• Data to use:
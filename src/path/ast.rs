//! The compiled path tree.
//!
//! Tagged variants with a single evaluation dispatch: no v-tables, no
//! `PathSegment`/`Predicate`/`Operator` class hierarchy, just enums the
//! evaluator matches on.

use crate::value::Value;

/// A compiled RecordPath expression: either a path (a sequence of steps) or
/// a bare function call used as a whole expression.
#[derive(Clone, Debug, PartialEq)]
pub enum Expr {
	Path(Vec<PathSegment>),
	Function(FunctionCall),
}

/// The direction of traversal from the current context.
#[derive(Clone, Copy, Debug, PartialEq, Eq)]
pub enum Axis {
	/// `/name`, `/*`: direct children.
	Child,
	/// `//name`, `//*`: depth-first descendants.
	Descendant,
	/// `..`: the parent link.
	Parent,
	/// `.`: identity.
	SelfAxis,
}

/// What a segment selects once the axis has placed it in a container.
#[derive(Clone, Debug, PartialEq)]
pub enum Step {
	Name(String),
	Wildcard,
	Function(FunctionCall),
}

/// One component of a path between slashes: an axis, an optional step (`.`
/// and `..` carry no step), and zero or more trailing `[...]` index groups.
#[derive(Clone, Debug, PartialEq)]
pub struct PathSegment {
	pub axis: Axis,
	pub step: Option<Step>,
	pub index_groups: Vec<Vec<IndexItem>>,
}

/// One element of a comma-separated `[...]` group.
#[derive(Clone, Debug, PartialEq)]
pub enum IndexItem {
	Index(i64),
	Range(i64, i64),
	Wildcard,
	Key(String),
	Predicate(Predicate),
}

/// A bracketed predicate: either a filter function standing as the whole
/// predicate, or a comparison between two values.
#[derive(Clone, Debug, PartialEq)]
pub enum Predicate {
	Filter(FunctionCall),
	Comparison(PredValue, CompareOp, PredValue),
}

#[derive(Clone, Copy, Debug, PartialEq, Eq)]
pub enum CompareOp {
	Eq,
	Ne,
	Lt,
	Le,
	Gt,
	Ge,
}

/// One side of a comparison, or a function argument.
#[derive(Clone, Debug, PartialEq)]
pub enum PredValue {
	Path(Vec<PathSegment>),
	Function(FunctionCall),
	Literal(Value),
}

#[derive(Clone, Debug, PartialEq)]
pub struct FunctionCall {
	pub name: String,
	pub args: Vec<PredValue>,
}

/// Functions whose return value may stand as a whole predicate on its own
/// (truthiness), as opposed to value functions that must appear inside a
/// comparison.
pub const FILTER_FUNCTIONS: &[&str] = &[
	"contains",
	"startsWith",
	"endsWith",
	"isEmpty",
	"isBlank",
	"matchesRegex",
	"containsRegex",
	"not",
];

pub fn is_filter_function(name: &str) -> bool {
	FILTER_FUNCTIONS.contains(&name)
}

• Instructions for the task: Print exactly the lines of the listing above starting at the line containing "use crate::value::Value;" and ending at the line containing "in a container.", both included.

• Solved exercise:
use crate::value::Value;

/// A compiled RecordPath expression: either a path (a sequence of steps) or
/// a bare function call used as a whole expression.
#[derive(Clone, Debug, PartialEq)]
pub enum Expr {
	Path(Vec<PathSegment>),
	Function(FunctionCall),
}

/// The direction of traversal from the current context.
#[derive(Clone, Copy, Debug, PartialEq, Eq)]
pub enum Axis {
	/// `/name`, `/*`: direct children.
	Child,
	/// `//name`, `//*`: depth-first descendants.
	Descendant,
	/// `..`: the parent link.
	Parent,
	/// `.`: identity.
	SelfAxis,
}

/// What a segment selects once the axis has placed it in a container.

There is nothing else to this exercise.